[Opening Records provided section]

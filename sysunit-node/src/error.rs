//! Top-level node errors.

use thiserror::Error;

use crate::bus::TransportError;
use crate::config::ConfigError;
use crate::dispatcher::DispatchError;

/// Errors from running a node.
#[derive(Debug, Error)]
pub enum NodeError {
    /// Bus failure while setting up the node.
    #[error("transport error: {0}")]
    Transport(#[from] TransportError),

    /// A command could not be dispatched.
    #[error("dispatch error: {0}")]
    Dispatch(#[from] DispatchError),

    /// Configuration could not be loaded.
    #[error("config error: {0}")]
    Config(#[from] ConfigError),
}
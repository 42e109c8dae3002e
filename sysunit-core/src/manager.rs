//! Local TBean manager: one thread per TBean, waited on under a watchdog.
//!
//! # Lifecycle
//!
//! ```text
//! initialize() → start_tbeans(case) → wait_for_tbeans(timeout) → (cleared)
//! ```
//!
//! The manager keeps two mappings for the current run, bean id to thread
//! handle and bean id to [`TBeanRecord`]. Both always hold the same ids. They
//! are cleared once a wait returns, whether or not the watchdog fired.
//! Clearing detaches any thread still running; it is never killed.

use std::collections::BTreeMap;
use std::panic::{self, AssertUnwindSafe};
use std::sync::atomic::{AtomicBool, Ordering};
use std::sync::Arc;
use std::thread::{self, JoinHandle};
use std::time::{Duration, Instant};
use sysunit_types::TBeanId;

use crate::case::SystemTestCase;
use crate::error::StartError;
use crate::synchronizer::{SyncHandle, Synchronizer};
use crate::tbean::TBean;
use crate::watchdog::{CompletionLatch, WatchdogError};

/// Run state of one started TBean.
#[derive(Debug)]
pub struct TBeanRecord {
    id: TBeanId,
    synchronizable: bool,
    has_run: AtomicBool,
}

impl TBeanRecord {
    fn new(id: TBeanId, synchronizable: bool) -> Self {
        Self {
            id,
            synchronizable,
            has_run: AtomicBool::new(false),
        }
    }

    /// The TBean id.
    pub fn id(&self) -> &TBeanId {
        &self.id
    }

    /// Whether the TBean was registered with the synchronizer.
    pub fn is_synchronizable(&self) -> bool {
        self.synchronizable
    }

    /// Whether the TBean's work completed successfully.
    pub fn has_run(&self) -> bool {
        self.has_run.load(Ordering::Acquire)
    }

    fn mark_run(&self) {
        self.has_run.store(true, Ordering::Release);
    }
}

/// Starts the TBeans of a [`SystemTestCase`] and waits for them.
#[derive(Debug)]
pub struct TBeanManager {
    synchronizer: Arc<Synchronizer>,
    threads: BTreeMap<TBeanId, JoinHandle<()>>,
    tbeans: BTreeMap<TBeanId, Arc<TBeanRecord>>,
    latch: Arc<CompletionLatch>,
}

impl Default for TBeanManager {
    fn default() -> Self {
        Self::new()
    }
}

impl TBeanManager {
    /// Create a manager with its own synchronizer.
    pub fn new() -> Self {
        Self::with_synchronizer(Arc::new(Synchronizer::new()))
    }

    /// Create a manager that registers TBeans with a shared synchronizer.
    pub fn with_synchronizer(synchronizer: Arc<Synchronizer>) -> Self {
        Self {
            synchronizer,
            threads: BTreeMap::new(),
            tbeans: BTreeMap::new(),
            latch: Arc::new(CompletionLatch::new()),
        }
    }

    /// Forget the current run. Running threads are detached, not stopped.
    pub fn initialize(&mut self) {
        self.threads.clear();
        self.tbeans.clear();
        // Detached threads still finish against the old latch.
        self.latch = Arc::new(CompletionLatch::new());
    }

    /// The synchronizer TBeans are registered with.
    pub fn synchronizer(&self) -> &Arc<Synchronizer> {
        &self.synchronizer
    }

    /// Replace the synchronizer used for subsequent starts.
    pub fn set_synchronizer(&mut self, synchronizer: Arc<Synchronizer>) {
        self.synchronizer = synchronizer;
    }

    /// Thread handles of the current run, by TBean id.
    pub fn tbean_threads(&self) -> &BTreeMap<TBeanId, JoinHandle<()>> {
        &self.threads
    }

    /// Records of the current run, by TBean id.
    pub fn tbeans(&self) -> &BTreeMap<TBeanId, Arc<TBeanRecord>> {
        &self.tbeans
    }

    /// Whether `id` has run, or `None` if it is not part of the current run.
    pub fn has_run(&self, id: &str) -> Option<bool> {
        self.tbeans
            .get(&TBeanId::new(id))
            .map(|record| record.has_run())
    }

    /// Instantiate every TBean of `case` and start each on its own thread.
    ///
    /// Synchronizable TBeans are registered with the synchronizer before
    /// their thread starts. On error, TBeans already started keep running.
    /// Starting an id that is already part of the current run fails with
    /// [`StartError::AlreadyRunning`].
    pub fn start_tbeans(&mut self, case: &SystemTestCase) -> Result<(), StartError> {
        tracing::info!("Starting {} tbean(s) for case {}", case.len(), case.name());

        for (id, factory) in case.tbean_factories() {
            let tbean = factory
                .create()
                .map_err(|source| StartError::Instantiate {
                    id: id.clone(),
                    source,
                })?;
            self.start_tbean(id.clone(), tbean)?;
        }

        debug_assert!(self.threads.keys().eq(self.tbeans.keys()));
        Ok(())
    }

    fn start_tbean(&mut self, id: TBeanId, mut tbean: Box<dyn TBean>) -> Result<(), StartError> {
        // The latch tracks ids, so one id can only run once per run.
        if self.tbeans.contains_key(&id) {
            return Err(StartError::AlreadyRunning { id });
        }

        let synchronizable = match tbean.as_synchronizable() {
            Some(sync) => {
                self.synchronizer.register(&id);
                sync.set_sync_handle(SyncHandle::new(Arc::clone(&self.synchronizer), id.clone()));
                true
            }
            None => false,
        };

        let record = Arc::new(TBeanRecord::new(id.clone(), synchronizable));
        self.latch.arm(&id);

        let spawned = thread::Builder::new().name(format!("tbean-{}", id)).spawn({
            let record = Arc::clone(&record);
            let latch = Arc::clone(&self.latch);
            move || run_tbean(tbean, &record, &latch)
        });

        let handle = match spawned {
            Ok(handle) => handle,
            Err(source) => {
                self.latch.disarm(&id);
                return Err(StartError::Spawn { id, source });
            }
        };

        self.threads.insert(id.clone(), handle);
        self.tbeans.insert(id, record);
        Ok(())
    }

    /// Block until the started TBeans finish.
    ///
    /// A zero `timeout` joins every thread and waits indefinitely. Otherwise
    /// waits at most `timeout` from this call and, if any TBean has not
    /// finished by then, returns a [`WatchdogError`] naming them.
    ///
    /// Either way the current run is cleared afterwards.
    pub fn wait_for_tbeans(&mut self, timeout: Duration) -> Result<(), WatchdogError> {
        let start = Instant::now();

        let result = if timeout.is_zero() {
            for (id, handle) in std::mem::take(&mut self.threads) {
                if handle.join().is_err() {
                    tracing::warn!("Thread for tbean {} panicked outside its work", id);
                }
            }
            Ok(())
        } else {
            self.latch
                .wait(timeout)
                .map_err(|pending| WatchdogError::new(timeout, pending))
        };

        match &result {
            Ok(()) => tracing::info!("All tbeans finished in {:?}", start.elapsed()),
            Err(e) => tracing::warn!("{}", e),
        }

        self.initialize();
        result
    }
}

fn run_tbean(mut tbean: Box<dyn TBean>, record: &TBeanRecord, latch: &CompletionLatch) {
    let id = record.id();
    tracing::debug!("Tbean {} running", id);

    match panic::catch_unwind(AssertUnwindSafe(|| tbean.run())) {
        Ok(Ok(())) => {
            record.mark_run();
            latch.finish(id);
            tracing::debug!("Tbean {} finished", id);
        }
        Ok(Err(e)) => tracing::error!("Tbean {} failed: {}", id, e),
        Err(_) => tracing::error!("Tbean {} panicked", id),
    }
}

[Closing Records provided section]

**About this exercise**
Determine how many lines of the records contain the word "AlreadyRunning". Reply with the number by itself.

**Task output**
2